• _Brief_:
Take the data that follows and retype it word for word.

• _Excerpted data_:
//! CKA over explicit Gram matrices

use crate::centering::CenteredGram;
use crate::core::{Estimator, Result, SimilarityError};
use crate::kernel::Kernel;
use crate::utils::validation;
use log::debug;
use ndarray::{ArrayBase, Data, Ix2};

/// Centered kernel alignment between two Gram matrices
///
/// Both matrices are centered with the same estimator (`debiased` selects the
/// U-centering), then `⟨Kc, Lc⟩_F / (‖Kc‖_F ‖Lc‖_F)` is returned. The HSIC
/// normalization constants cancel in this ratio and are left out.
///
/// # Errors
/// - [`SimilarityError::NotSquare`] / [`SimilarityError::DimensionMismatch`] for malformed inputs
/// - any centering error (see [`center_gram`](crate::centering::center_gram))
/// - [`SimilarityError::ZeroNormalization`] if a centered matrix is all zeros
pub fn cka<S1, S2>(
    gram_x: &ArrayBase<S1, Ix2>,
    gram_y: &ArrayBase<S2, Ix2>,
    debiased: bool,
) -> Result<f64>
where
    S1: Data<Elem = f64>,
    S2: Data<Elem = f64>,
{
    validation::ensure_paired_grams(&gram_x.view(), &gram_y.view())?;

    let estimator = Estimator::from_debiased(debiased);
    let centered_x = CenteredGram::new(gram_x, estimator)?;
    let centered_y = CenteredGram::new(gram_y, estimator)?;
    cka_centered(&centered_x, &centered_y)
}

/// CKA between two already centered Gram matrices
///
/// Fails with [`SimilarityError::EstimatorMismatch`] if they were centered
/// with different estimators.
pub fn cka_centered(centered_x: &CenteredGram, centered_y: &CenteredGram) -> Result<f64> {
    let scaled_hsic = centered_x.scaled_hsic(centered_y)?;
    let normalization = centered_x.frobenius_norm() * centered_y.frobenius_norm();
    if normalization == 0.0 {
        return Err(SimilarityError::ZeroNormalization);
    }
    Ok(scaled_hsic / normalization)
}

/// Build both Gram matrices with `kernel` and compare them with [`cka`]
pub fn kernel_cka<K, S1, S2>(
    kernel: &K,
    features_x: &ArrayBase<S1, Ix2>,
    features_y: &ArrayBase<S2, Ix2>,
    debiased: bool,
) -> Result<f64>
where
    K: Kernel,
    S1: Data<Elem = f64>,
    S2: Data<Elem = f64>,
{
    let (x, y) = (features_x.view(), features_y.view());
    validation::ensure_same_examples(&x, &y)?;
    debug!(
        "{} kernel CKA: n={}, dx={}, dy={}, debiased={debiased}",
        kernel.name(),
        x.nrows(),
        x.ncols(),
        y.ncols()
    );

    let gram_x = kernel.gram(x)?;
    let gram_y = kernel.gram(y)?;
    cka(&gram_x, &gram_y, debiased)
}

#[cfg(test)]
mod tests {
    use super::*;
    use crate::kernel::{linear_kernel, LinearKernel, RBFKernel};
    use ndarray::{array, Array2};

    fn features() -> (Array2<f64>, Array2<f64>) {
        let x = array![
            [1.0, 0.5, -0.2],
            [0.3, -1.2, 0.8],
            [2.0, 0.1, 0.0],
            [-0.7, 0.9, 1.5],
            [0.4, 0.4, -1.1],
            [-1.3, -0.6, 0.2],
        ];
        let y = array![
            [0.9, 1.0],
            [0.1, -0.4],
            [1.7, 0.3],
            [-0.2, 2.1],
            [0.6, -0.9],
            [-1.0, 0.0],
        ];
        (x, y)
    }

    #[test]
    fn test_cka_self_similarity() {
        let (x, _) = features();
        let gram = linear_kernel(&x).unwrap();

        assert!((cka(&gram, &gram, false).unwrap() - 1.0).abs() < 1e-12);
        assert!((cka(&gram, &gram, true).unwrap() - 1.0).abs() < 1e-12);
    }

    #[test]
    fn test_cka_symmetric_and_bounded() {
        let (x, y) = features();
        let gram_x = linear_kernel(&x).unwrap();
        let gram_y = linear_kernel(&y).unwrap();

        let xy = cka(&gram_x, &gram_y, false).unwrap();
        let yx = cka(&gram_y, &gram_x, false).unwrap();
        assert!((xy - yx).abs() < 1e-12);
        assert!((0.0..=1.0).contains(&xy));
    }

    #[test]
    fn test_cka_size_mismatch() {
        let a = Array2::<f64>::eye(3);
        let b = Array2::<f64>::eye(4);
        assert!(matches!(
            cka(&a, &b, false),
            Err(SimilarityError::DimensionMismatch {
                expected: 3,
                actual: 4
            })
        ));
    }

    #[test]
    fn test_cka_constant_gram() {
        let constant = Array2::<f64>::from_elem((4, 4), 2.0);
        let other = Array2::<f64>::eye(4);
        assert!(matches!(
            cka(&constant, &other, false),
            Err(SimilarityError::ZeroNormalization)
        ));
    }

    #[test]
    fn test_cka_centered_refuses_mixed_estimators() {
        let (x, _) = features();
        let gram = linear_kernel(&x).unwrap();
        let biased = CenteredGram::new(&gram, Estimator::Biased).unwrap();
        let unbiased = CenteredGram::new(&gram, Estimator::Unbiased).unwrap();

        assert!(matches!(
            cka_centered(&biased, &unbiased),
            Err(SimilarityError::EstimatorMismatch { .. })
        ));
    }

    #[test]
    fn test_kernel_cka_matches_explicit_grams() {
        let (x, y) = features();
        let explicit = cka(
            &linear_kernel(&x).unwrap(),
            &linear_kernel(&y).unwrap(),
            false,
        )
        .unwrap();
        let via_kernel = kernel_cka(&LinearKernel::new(), &x, &y, false).unwrap();
        assert!((explicit - via_kernel).abs() < 1e-12);

        let rbf = kernel_cka(&RBFKernel::new(0.5).unwrap(), &x, &y, false).unwrap();
        assert!(rbf.is_finite());
    }

    #[test]
    fn test_kernel_cka_row_mismatch() {
        let (x, _) = features();
        let y = Array2::<f64>::zeros((3, 2));
        assert!(matches!(
            kernel_cka(&LinearKernel::new(), &x, &y, false),
            Err(SimilarityError::DimensionMismatch {
                expected: 6,
                actual: 3
            })
        ));
    }
}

• _Response_:
//! CKA over explicit Gram matrices

use crate::centering::CenteredGram;
use crate::core::{Estimator, Result, SimilarityError};
use crate::kernel::Kernel;
use crate::utils::validation;
use log::debug;
use ndarray::{ArrayBase, Data, Ix2};

/// Centered kernel alignment between two Gram matrices
///
/// Both matrices are centered with the same estimator (`debiased` selects the
/// U-centering), then `⟨Kc, Lc⟩_F / (‖Kc‖_F ‖Lc‖_F)` is returned. The HSIC
/// normalization constants cancel in this ratio and are left out.
///
/// # Errors
/// - [`SimilarityError::NotSquare`] / [`SimilarityError::DimensionMismatch`] for malformed inputs
/// - any centering error (see [`center_gram`](crate::centering::center_gram))
/// - [`SimilarityError::ZeroNormalization`] if a centered matrix is all zeros
pub fn cka<S1, S2>(
    gram_x: &ArrayBase<S1, Ix2>,
    gram_y: &ArrayBase<S2, Ix2>,
    debiased: bool,
) -> Result<f64>
where
    S1: Data<Elem = f64>,
    S2: Data<Elem = f64>,
{
    validation::ensure_paired_grams(&gram_x.view(), &gram_y.view())?;

    let estimator = Estimator::from_debiased(debiased);
    let centered_x = CenteredGram::new(gram_x, estimator)?;
    let centered_y = CenteredGram::new(gram_y, estimator)?;
    cka_centered(&centered_x, &centered_y)
}

/// CKA between two already centered Gram matrices
///
/// Fails with [`SimilarityError::EstimatorMismatch`] if they were centered
/// with different estimators.
pub fn cka_centered(centered_x: &CenteredGram, centered_y: &CenteredGram) -> Result<f64> {
    let scaled_hsic = centered_x.scaled_hsic(centered_y)?;
    let normalization = centered_x.frobenius_norm() * centered_y.frobenius_norm();
    if normalization == 0.0 {
        return Err(SimilarityError::ZeroNormalization);
    }
    Ok(scaled_hsic / normalization)
}

/// Build both Gram matrices with `kernel` and compare them with [`cka`]
pub fn kernel_cka<K, S1, S2>(
    kernel: &K,
    features_x: &ArrayBase<S1, Ix2>,
    features_y: &ArrayBase<S2, Ix2>,
    debiased: bool,
) -> Result<f64>
where
    K: Kernel,
    S1: Data<Elem = f64>,
    S2: Data<Elem = f64>,
{
    let (x, y) = (features_x.view(), features_y.view());
    validation::ensure_same_examples(&x, &y)?;
    debug!(
        "{} kernel CKA: n={}, dx={}, dy={}, debiased={debiased}",
        kernel.name(),
        x.nrows(),
        x.ncols(),
        y.ncols()
    );

    let gram_x = kernel.gram(x)?;
    let gram_y = kernel.gram(y)?;
    cka(&gram_x, &gram_y, debiased)
}

#[cfg(test)]
mod tests {
    use super::*;
    use crate::kernel::{linear_kernel, LinearKernel, RBFKernel};
    use ndarray::{array, Array2};

    fn features() -> (Array2<f64>, Array2<f64>) {
        let x = array![
            [1.0, 0.5, -0.2],
            [0.3, -1.2, 0.8],
            [2.0, 0.1, 0.0],
            [-0.7, 0.9, 1.5],
            [0.4, 0.4, -1.1],
            [-1.3, -0.6, 0.2],
        ];
        let y = array![
            [0.9, 1.0],
            [0.1, -0.4],
            [1.7, 0.3],
            [-0.2, 2.1],
            [0.6, -0.9],
            [-1.0, 0.0],
        ];
        (x, y)
    }

    #[test]
    fn test_cka_self_similarity() {
        let (x, _) = features();
        let gram = linear_kernel(&x).unwrap();

        assert!((cka(&gram, &gram, false).unwrap() - 1.0).abs() < 1e-12);
        assert!((cka(&gram, &gram, true).unwrap() - 1.0).abs() < 1e-12);
    }

    #[test]
    fn test_cka_symmetric_and_bounded() {
        let (x, y) = features();
        let gram_x = linear_kernel(&x).unwrap();
        let gram_y = linear_kernel(&y).unwrap();

        let xy = cka(&gram_x, &gram_y, false).unwrap();
        let yx = cka(&gram_y, &gram_x, false).unwrap();
        assert!((xy - yx).abs() < 1e-12);
        assert!((0.0..=1.0).contains(&xy));
    }

    #[test]
    fn test_cka_size_mismatch() {
        let a = Array2::<f64>::eye(3);
        let b = Array2::<f64>::eye(4);
        assert!(matches!(
            cka(&a, &b, false),
            Err(SimilarityError::DimensionMismatch {
                expected: 3,
                actual: 4
            })
        ));
    }

    #[test]
    fn test_cka_constant_gram() {
        let constant = Array2::<f64>::from_elem((4, 4), 2.0);
        let other = Array2::<f64>::eye(4);
        assert!(matches!(
            cka(&constant, &other, false),
            Err(SimilarityError::ZeroNormalization)
        ));
    }

    #[test]
    fn test_cka_centered_refuses_mixed_estimators() {
        let (x, _) = features();
        let gram = linear_kernel(&x).unwrap();
        let biased = CenteredGram::new(&gram, Estimator::Biased).unwrap();
        let unbiased = CenteredGram::new(&gram, Estimator::Unbiased).unwrap();

        assert!(matches!(
            cka_centered(&biased, &unbiased),
            Err(SimilarityError::EstimatorMismatch { .. })
        ));
    }

    #[test]
    fn test_kernel_cka_matches_explicit_grams() {
        let (x, y) = features();
        let explicit = cka(
            &linear_kernel(&x).unwrap(),
            &linear_kernel(&y).unwrap(),
            false,
        )
        .unwrap();
        let via_kernel = kernel_cka(&LinearKernel::new(), &x, &y, false).unwrap();
        assert!((explicit - via_kernel).abs() < 1e-12);

        let rbf = kernel_cka(&RBFKernel::new(0.5).unwrap(), &x, &y, false).unwrap();
        assert!(rbf.is_finite());
    }

    #[test]
    fn test_kernel_cka_row_mismatch() {
        let (x, _) = features();
        let y = Array2::<f64>::zeros((3, 2));
        assert!(matches!(
            kernel_cka(&LinearKernel::new(), &x, &y, false),
            Err(SimilarityError::DimensionMismatch {
                expected: 6,
                actual: 3
            })
        ));
    }
}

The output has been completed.